Work to complete:
Filter the entries, keeping every line with the word "BTreeMap".

Data:
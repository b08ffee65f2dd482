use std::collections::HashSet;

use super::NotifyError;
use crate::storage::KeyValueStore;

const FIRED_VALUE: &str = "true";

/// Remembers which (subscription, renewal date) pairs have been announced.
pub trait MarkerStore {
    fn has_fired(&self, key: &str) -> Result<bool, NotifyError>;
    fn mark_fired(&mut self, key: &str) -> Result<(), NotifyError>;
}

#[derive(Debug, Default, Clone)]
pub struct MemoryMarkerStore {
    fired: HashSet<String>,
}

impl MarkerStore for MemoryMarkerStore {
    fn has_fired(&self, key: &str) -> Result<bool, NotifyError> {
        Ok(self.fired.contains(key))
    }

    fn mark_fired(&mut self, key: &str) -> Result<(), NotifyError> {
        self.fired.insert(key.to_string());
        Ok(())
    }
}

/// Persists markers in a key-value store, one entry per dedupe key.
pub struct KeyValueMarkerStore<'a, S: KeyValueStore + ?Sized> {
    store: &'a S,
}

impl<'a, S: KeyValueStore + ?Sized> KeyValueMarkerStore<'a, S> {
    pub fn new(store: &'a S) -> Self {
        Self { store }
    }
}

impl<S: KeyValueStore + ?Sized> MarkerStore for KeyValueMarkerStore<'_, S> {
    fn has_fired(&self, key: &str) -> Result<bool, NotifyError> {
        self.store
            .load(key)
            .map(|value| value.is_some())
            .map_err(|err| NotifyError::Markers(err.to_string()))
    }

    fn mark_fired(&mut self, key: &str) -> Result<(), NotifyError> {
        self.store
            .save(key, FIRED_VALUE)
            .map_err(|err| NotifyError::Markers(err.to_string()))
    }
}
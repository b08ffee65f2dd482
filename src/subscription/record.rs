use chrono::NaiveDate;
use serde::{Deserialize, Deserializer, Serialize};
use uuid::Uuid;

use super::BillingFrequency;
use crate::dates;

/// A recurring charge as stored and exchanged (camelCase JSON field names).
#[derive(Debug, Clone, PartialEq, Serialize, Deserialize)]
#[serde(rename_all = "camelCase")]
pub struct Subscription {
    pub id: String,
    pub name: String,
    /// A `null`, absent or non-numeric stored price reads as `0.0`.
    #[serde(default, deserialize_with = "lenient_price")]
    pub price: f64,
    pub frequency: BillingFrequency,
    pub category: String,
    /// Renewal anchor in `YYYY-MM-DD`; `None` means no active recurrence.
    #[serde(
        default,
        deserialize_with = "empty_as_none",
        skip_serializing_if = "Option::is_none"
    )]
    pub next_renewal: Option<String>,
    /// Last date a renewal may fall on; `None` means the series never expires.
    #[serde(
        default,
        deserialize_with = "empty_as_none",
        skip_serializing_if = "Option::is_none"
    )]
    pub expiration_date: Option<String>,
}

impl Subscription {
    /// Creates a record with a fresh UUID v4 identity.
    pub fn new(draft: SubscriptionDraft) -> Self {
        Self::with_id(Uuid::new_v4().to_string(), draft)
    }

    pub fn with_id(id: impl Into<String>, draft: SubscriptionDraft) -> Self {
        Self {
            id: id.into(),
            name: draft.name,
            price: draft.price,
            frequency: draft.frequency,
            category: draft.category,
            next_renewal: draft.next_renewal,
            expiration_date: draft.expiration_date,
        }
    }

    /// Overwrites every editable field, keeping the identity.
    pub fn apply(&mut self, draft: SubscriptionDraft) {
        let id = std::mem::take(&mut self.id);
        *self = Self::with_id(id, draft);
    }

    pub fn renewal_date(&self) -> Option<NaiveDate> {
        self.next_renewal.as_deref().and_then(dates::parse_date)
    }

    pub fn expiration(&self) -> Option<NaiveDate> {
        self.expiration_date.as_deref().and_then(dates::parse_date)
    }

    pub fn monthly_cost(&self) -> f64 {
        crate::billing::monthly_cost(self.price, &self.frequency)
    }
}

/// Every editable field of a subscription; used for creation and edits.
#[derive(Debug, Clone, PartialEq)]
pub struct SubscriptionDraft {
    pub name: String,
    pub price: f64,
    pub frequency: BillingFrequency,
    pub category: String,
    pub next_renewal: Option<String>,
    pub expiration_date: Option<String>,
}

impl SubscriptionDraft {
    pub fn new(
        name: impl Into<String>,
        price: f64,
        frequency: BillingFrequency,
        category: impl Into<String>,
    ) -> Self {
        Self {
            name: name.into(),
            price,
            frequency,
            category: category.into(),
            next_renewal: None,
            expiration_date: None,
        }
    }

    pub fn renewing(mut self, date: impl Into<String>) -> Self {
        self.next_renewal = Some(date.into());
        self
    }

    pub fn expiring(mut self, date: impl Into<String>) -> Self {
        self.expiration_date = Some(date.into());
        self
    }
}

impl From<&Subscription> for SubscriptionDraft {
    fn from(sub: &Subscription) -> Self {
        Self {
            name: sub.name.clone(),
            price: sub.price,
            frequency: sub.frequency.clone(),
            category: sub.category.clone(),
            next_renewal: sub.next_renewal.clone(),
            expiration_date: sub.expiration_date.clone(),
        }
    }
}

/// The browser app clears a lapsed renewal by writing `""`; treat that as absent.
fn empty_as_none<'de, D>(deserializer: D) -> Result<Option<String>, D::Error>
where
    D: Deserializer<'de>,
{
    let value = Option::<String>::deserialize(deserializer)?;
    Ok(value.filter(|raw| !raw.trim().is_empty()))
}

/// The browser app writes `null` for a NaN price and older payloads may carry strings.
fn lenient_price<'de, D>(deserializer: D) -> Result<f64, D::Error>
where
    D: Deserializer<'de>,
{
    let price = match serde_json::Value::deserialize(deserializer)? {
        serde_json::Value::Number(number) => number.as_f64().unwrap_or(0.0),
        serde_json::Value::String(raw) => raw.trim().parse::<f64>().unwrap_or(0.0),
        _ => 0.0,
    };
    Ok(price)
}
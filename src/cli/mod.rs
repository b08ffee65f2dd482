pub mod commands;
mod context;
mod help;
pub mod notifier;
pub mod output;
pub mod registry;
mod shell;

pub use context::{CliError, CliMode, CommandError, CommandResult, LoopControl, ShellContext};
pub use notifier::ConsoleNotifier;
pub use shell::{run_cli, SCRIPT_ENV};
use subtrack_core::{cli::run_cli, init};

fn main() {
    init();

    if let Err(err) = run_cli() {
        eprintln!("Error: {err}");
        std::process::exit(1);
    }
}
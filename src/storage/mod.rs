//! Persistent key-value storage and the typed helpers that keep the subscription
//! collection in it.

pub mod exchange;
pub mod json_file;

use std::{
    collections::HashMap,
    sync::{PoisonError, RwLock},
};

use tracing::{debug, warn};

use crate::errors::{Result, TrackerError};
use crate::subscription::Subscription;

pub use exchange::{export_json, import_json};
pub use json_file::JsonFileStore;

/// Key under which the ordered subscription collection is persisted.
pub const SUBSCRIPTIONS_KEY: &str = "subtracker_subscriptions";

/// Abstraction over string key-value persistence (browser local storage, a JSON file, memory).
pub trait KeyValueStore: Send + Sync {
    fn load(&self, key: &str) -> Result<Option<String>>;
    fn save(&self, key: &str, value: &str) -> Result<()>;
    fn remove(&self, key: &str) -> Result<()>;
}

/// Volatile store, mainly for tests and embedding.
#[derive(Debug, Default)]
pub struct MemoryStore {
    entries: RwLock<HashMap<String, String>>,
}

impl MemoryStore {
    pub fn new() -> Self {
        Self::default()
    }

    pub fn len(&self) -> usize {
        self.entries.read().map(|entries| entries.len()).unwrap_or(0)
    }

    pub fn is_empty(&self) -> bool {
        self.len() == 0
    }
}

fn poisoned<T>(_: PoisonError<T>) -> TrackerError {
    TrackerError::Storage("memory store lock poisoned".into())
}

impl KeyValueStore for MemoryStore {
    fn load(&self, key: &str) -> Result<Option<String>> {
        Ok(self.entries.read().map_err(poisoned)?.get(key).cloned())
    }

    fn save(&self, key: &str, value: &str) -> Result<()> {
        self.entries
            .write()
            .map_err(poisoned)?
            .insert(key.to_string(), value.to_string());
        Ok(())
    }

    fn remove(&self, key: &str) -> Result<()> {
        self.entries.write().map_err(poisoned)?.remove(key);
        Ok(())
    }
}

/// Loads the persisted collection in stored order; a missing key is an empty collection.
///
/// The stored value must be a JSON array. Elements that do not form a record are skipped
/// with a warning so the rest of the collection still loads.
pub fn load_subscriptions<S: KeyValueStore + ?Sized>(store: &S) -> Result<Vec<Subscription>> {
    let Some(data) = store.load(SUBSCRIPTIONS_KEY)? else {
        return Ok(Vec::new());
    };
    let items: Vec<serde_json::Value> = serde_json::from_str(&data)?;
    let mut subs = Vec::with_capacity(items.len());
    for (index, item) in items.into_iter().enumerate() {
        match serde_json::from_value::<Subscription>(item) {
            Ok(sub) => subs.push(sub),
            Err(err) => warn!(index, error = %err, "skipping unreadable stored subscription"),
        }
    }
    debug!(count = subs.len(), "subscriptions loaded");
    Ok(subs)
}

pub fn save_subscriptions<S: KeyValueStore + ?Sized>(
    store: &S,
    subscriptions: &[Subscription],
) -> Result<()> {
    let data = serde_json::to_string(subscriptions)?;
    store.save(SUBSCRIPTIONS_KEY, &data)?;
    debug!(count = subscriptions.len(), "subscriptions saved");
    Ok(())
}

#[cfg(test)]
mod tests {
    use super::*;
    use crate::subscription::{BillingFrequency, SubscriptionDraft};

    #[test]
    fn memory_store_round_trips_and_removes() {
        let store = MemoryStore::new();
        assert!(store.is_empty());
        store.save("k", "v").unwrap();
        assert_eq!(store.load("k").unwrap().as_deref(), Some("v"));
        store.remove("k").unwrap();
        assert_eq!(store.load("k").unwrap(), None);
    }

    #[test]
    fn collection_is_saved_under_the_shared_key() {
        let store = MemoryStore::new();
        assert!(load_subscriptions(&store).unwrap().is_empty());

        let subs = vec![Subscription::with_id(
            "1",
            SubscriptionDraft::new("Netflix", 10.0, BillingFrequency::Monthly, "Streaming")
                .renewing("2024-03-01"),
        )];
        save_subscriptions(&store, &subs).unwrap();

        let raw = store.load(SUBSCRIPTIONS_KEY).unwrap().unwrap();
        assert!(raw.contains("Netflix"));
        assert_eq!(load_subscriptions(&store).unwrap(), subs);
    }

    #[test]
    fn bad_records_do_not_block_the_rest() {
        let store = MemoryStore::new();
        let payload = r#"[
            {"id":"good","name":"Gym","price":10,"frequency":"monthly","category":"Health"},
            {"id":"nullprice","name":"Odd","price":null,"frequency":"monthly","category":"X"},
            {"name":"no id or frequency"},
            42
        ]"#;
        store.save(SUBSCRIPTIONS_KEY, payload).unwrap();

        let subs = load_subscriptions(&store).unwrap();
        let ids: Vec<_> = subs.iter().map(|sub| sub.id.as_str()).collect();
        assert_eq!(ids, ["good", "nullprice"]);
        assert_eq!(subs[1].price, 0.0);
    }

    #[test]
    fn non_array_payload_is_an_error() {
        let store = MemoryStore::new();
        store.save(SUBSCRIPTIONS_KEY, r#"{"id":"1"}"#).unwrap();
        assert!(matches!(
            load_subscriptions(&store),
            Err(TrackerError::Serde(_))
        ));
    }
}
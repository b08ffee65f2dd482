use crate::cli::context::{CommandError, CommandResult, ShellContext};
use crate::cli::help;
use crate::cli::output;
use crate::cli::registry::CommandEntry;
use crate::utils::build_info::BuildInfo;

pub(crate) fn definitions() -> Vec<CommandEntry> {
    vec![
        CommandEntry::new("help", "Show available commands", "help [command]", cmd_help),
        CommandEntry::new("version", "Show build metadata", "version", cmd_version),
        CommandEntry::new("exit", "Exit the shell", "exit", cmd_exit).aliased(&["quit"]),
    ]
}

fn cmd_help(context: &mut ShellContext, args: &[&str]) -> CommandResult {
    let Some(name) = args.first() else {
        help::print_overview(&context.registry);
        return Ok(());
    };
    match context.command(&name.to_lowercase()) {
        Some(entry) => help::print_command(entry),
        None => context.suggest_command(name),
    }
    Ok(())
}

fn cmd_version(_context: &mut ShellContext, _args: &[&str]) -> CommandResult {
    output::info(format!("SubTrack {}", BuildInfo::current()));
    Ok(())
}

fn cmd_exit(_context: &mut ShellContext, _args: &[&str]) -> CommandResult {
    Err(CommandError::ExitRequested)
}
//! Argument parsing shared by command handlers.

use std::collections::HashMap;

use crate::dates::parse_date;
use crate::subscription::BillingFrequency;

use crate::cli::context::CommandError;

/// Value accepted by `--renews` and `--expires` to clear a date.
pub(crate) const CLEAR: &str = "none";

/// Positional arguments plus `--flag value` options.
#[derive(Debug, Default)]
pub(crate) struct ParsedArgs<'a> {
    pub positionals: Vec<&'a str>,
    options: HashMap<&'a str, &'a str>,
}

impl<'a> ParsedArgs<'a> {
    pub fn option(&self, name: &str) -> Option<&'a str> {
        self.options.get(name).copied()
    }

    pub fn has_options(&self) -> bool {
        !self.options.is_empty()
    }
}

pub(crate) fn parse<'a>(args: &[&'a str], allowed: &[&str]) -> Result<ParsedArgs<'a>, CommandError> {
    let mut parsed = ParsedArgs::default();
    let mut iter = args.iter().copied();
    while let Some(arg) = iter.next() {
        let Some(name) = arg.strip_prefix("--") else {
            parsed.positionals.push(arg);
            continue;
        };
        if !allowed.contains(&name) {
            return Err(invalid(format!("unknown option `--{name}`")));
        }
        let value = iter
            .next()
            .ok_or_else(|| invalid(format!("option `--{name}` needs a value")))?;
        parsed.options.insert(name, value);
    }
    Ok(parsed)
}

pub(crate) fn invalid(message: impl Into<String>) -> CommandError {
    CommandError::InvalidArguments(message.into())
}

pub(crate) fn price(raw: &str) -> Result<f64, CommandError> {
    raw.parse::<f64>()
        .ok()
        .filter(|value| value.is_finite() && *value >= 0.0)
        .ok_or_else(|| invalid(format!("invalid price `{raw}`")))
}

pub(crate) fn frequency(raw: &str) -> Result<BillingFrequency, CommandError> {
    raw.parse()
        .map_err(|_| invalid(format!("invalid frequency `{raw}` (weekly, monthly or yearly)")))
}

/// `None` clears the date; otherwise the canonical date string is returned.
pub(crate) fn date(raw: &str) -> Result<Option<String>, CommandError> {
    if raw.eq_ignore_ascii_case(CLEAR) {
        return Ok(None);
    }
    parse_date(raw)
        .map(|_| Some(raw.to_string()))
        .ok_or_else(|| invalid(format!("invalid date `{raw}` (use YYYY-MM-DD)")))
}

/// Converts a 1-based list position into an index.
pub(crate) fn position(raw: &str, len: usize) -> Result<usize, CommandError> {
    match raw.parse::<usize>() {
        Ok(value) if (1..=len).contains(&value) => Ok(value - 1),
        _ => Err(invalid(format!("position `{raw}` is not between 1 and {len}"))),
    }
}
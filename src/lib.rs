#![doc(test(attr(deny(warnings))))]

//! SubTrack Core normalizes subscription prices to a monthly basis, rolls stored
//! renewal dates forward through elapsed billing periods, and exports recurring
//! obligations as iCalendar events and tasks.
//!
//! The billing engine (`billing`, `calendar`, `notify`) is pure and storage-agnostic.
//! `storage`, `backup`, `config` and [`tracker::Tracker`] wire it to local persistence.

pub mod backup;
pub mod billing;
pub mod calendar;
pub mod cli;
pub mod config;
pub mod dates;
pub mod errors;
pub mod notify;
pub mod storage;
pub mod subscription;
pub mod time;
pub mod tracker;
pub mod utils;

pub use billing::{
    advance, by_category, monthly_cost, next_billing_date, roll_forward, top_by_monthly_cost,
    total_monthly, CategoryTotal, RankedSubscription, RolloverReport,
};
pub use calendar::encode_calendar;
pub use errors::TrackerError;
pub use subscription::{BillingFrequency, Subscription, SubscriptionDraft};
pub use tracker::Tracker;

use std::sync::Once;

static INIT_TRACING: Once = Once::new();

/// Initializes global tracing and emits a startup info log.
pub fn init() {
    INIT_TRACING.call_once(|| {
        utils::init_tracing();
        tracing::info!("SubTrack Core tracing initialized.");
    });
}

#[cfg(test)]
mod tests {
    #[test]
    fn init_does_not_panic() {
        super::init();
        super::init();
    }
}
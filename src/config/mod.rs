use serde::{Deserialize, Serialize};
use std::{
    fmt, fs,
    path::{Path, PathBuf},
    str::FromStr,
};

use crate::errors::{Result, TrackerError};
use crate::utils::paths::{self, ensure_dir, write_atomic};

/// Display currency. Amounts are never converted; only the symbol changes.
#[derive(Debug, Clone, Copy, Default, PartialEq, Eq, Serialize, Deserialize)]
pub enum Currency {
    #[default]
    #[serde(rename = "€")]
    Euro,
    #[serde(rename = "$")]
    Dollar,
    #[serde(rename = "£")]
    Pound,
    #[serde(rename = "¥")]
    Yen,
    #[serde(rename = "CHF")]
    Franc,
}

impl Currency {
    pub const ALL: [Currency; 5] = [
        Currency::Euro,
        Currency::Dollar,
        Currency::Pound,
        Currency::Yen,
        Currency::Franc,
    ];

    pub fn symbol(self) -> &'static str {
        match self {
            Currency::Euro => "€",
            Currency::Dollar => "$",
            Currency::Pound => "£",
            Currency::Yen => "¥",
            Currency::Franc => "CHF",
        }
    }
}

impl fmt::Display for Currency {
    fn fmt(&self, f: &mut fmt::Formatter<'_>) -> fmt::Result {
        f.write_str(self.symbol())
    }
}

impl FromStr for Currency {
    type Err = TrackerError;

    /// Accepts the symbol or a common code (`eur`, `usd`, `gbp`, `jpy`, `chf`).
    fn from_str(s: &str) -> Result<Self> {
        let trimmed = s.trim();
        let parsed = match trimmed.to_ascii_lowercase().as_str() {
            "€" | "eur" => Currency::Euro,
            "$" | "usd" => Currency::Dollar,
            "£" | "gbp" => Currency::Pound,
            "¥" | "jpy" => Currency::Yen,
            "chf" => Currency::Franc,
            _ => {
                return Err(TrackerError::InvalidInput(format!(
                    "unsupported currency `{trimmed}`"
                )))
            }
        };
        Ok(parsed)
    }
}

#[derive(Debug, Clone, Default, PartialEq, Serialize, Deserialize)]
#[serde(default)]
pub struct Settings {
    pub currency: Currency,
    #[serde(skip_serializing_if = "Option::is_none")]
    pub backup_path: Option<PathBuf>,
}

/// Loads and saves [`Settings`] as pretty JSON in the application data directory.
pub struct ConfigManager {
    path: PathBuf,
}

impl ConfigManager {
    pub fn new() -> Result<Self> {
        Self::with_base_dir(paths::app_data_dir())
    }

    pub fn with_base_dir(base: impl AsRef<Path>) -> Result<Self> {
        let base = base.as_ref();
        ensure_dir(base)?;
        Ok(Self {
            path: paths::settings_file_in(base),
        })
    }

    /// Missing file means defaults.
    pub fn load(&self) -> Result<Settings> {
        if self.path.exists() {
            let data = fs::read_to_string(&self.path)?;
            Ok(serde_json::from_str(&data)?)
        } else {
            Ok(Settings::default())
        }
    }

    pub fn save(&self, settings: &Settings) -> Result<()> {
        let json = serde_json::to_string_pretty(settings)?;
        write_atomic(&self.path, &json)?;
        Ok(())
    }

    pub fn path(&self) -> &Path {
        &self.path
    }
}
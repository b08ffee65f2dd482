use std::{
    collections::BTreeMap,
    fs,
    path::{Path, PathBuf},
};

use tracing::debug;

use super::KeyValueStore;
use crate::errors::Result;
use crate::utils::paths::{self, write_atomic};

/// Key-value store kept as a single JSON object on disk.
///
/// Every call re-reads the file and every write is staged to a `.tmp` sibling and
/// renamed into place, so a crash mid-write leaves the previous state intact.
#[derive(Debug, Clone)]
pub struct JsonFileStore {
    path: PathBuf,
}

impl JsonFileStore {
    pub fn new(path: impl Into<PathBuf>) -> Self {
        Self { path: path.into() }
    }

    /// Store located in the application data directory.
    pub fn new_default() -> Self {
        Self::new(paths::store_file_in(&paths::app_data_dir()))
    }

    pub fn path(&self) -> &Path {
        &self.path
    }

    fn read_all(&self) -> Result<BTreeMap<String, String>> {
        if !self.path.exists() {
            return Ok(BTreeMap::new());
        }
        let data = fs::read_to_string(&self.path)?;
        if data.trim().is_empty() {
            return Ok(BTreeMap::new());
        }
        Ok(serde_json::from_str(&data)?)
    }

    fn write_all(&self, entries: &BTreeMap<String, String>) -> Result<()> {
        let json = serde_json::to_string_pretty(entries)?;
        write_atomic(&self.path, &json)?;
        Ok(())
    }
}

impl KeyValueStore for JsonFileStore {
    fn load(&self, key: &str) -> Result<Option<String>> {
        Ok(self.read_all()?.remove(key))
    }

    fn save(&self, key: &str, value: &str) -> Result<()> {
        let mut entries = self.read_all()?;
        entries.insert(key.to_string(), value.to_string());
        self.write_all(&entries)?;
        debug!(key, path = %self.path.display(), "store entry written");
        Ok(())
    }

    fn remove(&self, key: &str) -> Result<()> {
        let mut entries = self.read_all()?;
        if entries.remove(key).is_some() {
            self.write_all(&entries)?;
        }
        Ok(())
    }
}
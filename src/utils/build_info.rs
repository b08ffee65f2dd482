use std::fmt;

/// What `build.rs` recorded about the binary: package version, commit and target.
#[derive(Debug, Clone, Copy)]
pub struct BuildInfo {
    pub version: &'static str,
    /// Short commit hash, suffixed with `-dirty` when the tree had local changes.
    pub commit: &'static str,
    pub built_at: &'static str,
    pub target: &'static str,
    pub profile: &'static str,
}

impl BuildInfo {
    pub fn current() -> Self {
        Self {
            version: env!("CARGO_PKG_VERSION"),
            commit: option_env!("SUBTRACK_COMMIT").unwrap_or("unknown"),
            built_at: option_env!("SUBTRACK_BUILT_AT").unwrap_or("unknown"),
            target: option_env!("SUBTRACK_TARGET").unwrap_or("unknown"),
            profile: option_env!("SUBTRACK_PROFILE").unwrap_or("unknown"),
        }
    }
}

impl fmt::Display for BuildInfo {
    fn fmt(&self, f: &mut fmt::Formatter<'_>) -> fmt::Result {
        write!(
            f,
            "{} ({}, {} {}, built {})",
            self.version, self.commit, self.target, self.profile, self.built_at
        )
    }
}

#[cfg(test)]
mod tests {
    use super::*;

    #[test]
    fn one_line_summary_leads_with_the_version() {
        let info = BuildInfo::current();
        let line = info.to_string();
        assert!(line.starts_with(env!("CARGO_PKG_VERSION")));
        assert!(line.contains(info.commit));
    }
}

Response box:
    collections::BTreeMap,
    fn read_all(&self) -> Result<BTreeMap<String, String>> {
            return Ok(BTreeMap::new());
            return Ok(BTreeMap::new());
    fn write_all(&self, entries: &BTreeMap<String, String>) -> Result<()> {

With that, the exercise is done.